> [What you need to do] Your answer must be a single number: how many lines in the records below contain the word "Returns".
╭─ Data under study
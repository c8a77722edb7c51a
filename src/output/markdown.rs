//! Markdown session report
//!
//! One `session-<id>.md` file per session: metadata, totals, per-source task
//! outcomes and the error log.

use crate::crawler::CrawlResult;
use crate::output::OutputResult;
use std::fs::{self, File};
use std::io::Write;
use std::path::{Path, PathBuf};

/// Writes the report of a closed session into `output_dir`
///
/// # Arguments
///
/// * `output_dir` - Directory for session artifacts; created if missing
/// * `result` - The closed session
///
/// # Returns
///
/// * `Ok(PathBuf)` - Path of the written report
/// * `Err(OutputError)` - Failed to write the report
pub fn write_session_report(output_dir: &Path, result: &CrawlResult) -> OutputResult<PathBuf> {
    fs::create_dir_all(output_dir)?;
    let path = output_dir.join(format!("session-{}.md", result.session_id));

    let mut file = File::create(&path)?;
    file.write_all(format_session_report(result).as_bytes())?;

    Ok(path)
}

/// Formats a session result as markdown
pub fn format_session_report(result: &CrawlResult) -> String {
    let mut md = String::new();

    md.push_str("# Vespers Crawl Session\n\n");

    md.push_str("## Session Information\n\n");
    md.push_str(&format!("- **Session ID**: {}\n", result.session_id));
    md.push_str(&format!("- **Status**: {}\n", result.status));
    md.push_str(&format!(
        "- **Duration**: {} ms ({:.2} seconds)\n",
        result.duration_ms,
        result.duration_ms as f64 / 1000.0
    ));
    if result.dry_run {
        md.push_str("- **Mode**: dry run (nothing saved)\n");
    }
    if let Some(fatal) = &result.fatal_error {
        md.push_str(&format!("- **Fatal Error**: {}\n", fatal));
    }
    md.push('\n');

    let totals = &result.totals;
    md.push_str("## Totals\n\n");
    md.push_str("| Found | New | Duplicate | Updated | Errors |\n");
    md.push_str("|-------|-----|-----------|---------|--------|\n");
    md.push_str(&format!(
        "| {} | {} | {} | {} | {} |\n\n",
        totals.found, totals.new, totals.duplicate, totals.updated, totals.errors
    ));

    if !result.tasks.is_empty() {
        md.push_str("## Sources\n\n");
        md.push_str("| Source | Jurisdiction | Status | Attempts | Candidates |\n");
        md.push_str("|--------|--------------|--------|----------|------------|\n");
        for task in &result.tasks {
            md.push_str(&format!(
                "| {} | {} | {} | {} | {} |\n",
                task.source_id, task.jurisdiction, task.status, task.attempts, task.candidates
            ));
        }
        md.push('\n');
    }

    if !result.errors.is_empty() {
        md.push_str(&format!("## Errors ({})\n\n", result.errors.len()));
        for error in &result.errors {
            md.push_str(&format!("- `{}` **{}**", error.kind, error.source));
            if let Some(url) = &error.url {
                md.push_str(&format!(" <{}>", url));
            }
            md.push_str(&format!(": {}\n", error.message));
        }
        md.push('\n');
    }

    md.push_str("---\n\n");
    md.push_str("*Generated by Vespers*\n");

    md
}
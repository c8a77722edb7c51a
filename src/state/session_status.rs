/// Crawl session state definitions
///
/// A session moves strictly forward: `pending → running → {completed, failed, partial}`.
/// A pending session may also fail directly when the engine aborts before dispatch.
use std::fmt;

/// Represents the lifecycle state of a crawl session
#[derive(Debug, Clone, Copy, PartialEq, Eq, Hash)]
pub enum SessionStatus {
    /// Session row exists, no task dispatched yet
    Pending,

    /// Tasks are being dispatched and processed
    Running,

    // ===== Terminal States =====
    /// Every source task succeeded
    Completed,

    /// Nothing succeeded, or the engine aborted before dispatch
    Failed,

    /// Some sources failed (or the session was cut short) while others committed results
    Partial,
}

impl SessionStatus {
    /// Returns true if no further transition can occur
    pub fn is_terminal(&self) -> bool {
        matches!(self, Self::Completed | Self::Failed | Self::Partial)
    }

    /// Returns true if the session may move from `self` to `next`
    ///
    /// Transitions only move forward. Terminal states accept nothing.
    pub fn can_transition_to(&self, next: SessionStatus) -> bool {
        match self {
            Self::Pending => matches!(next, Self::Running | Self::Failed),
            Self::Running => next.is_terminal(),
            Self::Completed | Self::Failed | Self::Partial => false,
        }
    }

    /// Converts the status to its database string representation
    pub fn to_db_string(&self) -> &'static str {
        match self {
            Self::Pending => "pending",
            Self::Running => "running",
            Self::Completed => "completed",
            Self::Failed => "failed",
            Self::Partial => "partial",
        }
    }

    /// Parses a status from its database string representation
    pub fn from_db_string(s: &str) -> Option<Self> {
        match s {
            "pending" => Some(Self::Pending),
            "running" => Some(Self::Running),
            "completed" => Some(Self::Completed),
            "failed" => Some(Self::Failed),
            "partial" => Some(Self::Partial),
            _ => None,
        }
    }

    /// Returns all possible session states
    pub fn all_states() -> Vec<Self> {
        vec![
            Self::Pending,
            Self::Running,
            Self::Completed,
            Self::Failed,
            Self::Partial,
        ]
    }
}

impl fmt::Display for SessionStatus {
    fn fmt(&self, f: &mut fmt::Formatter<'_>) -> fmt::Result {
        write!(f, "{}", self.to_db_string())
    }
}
╰─
> [Solution to the exercise] 4